Stupid Is As Stupid Does

Garry's Outdoor Kicks & Grins - July 2022

Garry Bowers | June 29, 2022

I was reading an article the other day that absolutely depressed me. Back in the late 1940s, the Zero Hour Bomb Company made explosives to start oil flowing on the oil rigs of Oklahoma. Their patents were expiring and they needed to diversify in order to stay in business. Along came an inventor who offered an alternative to the baitcasting reel that would not backlash and the company picked it up and gave the world the Zebco 33. Now, I knew all that. What I didn’t know was where the inventer got his idea.

Seems he was in a meat market and noticed that the twine they used in packaging did not come from a revolving spool, but from a stationary one attached to the wall. Now, it occurred to me that I do not know how to set the timer on my dryer, and this guy came up with an idea that revolutionized fishing over 70 years ago by walking into a meat market. I could have spent several days and nights in that place and never, ever, ever have thought of such a thing.

Summertime and the livin’ is easy, and the day after my epiphany, Ducky and I were sitting on my deck late in the afternoon enjoying the results of some refiner’s hard work at a Kentucky distillery. I told him I was as dumb as a ‘No Dogs Allowed’ sign at an Institute for the Blind, and related the story of the Zebco 33 and how the inventor got the idea and how stupid that made me feel. He told me I should not give it a second thought because he had always known how stupid I was.

I took great exception to that statement and retorted with “OK, Einstein, how does a radio work?” 

He shrugged his shoulders and said, “Simple. It’s magic. The radio itself, theoretically, is full of elves and leprechauns and….” 

I interrupted, “Alright, bar is closed,” screwed the cap back on the bottle and set it behind my chair. 

“Seriously, Duck, doesn’t finding out stuff like that make you feel stupid?”

He took his glasses off, put the end of one earpiece in the corner of his mouth and stared off into the distance. He actually looked intelligent there for a second. For a second. Then he said, “No, I feel stupid when I drive my boat 10 miles up the lake to my favorite fishing hole, raise the outboard, put down my trolling motor, work my way to the back of the cove and discover I left both my rods in the truck.”

“You didn’t,” I said.

“’Fraid so. And then I ran out of gas on the way back.”

“Ducky, that’s really dumb.”

He wasn’t through. “And I forgot to recharge my battery the night before and couldn’t use my trolling motor, so I sat in the middle of the lake most of the afternoon before a DNR boat spotted me.”

“Ducky, that’s not stupidity, it’s senility.

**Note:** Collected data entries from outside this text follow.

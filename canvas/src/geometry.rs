//! Coordinate transforms between normalized label space and the logical canvas.
//!
//! Labels are stored center-based and normalized to the frame dimensions. The
//! editor works in the *logical* canvas: the frame image scaled once by the
//! fit-to-container factor. Zoom and pan are layered on top by
//! [`crate::camera::Camera`] and never baked into stored coordinates.

#[cfg(test)]
#[path = "geometry_test.rs"]
mod geometry_test;

use serde::{Deserialize, Serialize};

use crate::camera::Point;

/// Corner-based rectangle in logical canvas pixels.
#[derive(Debug, Clone, Copy, PartialEq, Default, Serialize, Deserialize)]
pub struct CanvasRect {
    pub left: f64,
    pub top: f64,
    pub width: f64,
    pub height: f64,
}

impl CanvasRect {
    #[must_use]
    pub fn new(left: f64, top: f64, width: f64, height: f64) -> Self {
        Self { left, top, width, height }
    }

    /// Rectangle spanned by two corners in any order.
    #[must_use]
    pub fn from_corners(a: Point, b: Point) -> Self {
        Self { left: a.x.min(b.x), top: a.y.min(b.y), width: (b.x - a.x).abs(), height: (b.y - a.y).abs() }
    }

    #[must_use]
    pub fn right(&self) -> f64 {
        self.left + self.width
    }

    #[must_use]
    pub fn bottom(&self) -> f64 {
        self.top + self.height
    }

    /// Whether `pt` lies inside or on the border of the rectangle.
    #[must_use]
    pub fn contains(&self, pt: Point) -> bool {
        pt.x >= self.left && pt.x <= self.right() && pt.y >= self.top && pt.y <= self.bottom()
    }
}

/// Center-based rectangle normalized to the frame dimensions.
#[derive(Debug, Clone, Copy, PartialEq, Default)]
pub struct NormalizedRect {
    pub x_center: f64,
    pub y_center: f64,
    pub width: f64,
    pub height: f64,
}

/// Convert a normalized box into logical canvas pixels.
///
/// `canvas_width` / `canvas_height` are the unzoomed logical canvas size.
#[must_use]
pub fn normalized_to_canvas(rect: NormalizedRect, canvas_width: f64, canvas_height: f64) -> CanvasRect {
    CanvasRect {
        left: (rect.x_center - rect.width / 2.0) * canvas_width,
        top: (rect.y_center - rect.height / 2.0) * canvas_height,
        width: rect.width * canvas_width,
        height: rect.height * canvas_height,
    }
}

/// Convert a canvas rectangle back into normalized form.
///
/// `scale_x` / `scale_y` are the handle's pending scale factors; the effective
/// size is the stored size multiplied by them.
#[must_use]
pub fn canvas_to_normalized(
    rect: CanvasRect,
    scale_x: f64,
    scale_y: f64,
    canvas_width: f64,
    canvas_height: f64,
) -> NormalizedRect {
    let width = rect.width * scale_x;
    let height = rect.height * scale_y;
    NormalizedRect {
        x_center: (rect.left + width / 2.0) / canvas_width,
        y_center: (rect.top + height / 2.0) / canvas_height,
        width: width / canvas_width,
        height: height / canvas_height,
    }
}

/// Factor that fits an image inside a container without upscaling.
///
/// Degenerate image dimensions yield `1.0`.
#[must_use]
pub fn fit_scale(image_width: f64, image_height: f64, container_width: f64, container_height: f64) -> f64 {
    if image_width <= 0.0 || image_height <= 0.0 {
        return 1.0;
    }
    (container_width / image_width).min(container_height / image_height).min(1.0)
}

/// The displayed frame: native image size plus the fit factor computed at load.
#[derive(Debug, Clone, Copy, PartialEq)]
pub struct Stage {
    pub image_width: f64,
    pub image_height: f64,
    pub scale: f64,
}

impl Default for Stage {
    fn default() -> Self {
        Self { image_width: 0.0, image_height: 0.0, scale: 1.0 }
    }
}

impl Stage {
    /// Fit an image of the given size into a container.
    #[must_use]
    pub fn fit(image_width: f64, image_height: f64, container_width: f64, container_height: f64) -> Self {
        Self { image_width, image_height, scale: fit_scale(image_width, image_height, container_width, container_height) }
    }

    /// Logical canvas width in CSS pixels.
    #[must_use]
    pub fn width(&self) -> f64 {
        self.image_width * self.scale
    }

    /// Logical canvas height in CSS pixels.
    #[must_use]
    pub fn height(&self) -> f64 {
        self.image_height * self.scale
    }
}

Stupidity is when you tell your fellow competitors where you caught that limit of huge bass. And there’s a full day left in the tournament. Stupidity is when you tell a game warden he looks like an alligator gar. Stupidity is when you ask your mother-in-law not to tell your wife about your new $3,000 shotgun.”

“Well, I’m glad to know I’m just forgetful, not ignorant.”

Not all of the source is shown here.